Then the questioning became a bit more pointed:

Q: Mr. President, a Member of Congress said today that he was tired of seeing the United States second to Russia in the space field. I suppose he speaks for a lot of others. Now, you have asked Congress for more money to speed up our space program. What is the prospect that we will catch up with Russia and perhaps surpass Russia in this field?

Kennedy: Well, the Soviet Union gained an important advantage by securing these large boosters which were able to put up greater weights, and that advantage is going to be with them for some time. However tired anybody may be, and no one is more tired than I am, it is a fact that it is going to take some time and I think we have to recognize it.

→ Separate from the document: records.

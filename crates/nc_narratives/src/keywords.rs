use std::collections::HashSet;
use lazy_static::lazy_static;
use regex::Regex;

/// Words carrying no topical signal.
pub const STOP_WORDS: &[&str] = &[
    "the", "a", "an", "and", "or", "but", "in", "on", "at", "to", "for", "of", "with", "by",
];

/// Tokens must be longer than this to count as keywords.
pub const MIN_KEYWORD_LEN: usize = 3;

lazy_static! {
    // ASCII word runs, the same tokens `\b\w+\b` yields in ASCII mode
    static ref WORD: Regex = Regex::new(r"[A-Za-z0-9_]+").unwrap();
}

fn qualifies(word: &str) -> bool {
    word.len() > MIN_KEYWORD_LEN && !STOP_WORDS.contains(&word)
}

/// Lowercased qualifying words of `title`, in order, duplicates kept.
pub fn qualifying_words(title: &str) -> Vec<String> {
    let lowered = title.to_lowercase();
    WORD.find_iter(&lowered)
        .map(|m| m.as_str())
        .filter(|w| qualifies(w))
        .map(str::to_string)
        .collect()
}

/// The keyword set of a headline.
pub fn keywords(title: &str) -> HashSet<String> {
    qualifying_words(title).into_iter().collect()
}

#[cfg(test)]
mod tests {
    use super::*;

    fn set(words: &[&str]) -> HashSet<String> {
        words.iter().map(|w| w.to_string()).collect()
    }

    #[test]
    fn test_keywords_filter_short_and_stop_words() {
        assert_eq!(keywords("Senate debates election bill"), set(&["senate", "debates", "election", "bill"]));
        assert_eq!(keywords("House passes election reform"), set(&["house", "passes", "election", "reform"]));
        assert_eq!(keywords("Weather update for Tuesday"), set(&["weather", "update", "tuesday"]));
        // "with" is the only stop-word long enough to survive the length filter
        assert_eq!(keywords("Talks with Ukraine"), set(&["talks", "ukraine"]));
    }

    #[test]
    fn test_keywords_tokenize_on_word_boundaries() {
        assert_eq!(
            keywords("Trump's 2024 'situationship' -- Zelenskyy/Putin"),
            set(&["trump", "2024", "situationship", "zelenskyy", "putin"])
        );
        assert_eq!(keywords("snake_case_token"), set(&["snake_case_token"]));
    }

    #[test]
    fn test_keywords_empty_input() {
        assert!(keywords("").is_empty());
        assert!(keywords("a an the of").is_empty());
    }

    #[test]
    fn test_qualifying_words_keep_order_and_repeats() {
        assert_eq!(
            qualifying_words("Election night: ELECTION results"),
            vec!["election", "night", "election", "results"]
        );
    }

    #[test]
    fn test_keywords_deterministic() {
        let title = "Pentagon reviews Musk contracts amid Pentagon audit";
        assert_eq!(keywords(title), keywords(title));
    }
}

They secured large boosters which have led to their being first in sputnik and led to their first putting their man in space. We are, I hope, going to be able to carry out our efforts with due regard to the problem of the life of the man involved this year. But we are behind and I am sure that they are making a concentrated effort to stay ahead.

We have provided additional emphasis on Saturn; we have provided addi­tional emphasis on Rover; we are attempting to improve other systems which will give us a stronger position—all of which are very expensive, and all of which involve billions of dollars.

So that in answer to your question, as I said in my State of the Union Message, the news will be worse before it is better, and it will be some time before we catch up. We are, I hope, going to go in other areas where we can be first and which will bring perhaps more long-range benefits to mankind. But here we are behind.

Earlier in the press conference, Kennedy had mentioned one of the areas “where we can be first” and which might bring “more long-range benefits to mankind”—desalinization of sea water. He told the press conference, “we have made some exceptional scientific advances in the last decade, and some of them—they are not as spectacular as the man-in-space, or as the first sputnik, but they are important.” For example, added Kennedy, “I have said that I thought that if we could ever competitively, at a cheap rate, get fresh water from salt water, that it would be in the long-range interests of human­ity which would really dwarf any other scientific accomplishments.”6 Over the next few days, as he absorbed the political reaction in the United States and around the world to the Soviet achievement, Kennedy would change his mind; by the evening of April 14, he would say “there’s nothing more important” than finding a way to overcome the Soviet lead in space.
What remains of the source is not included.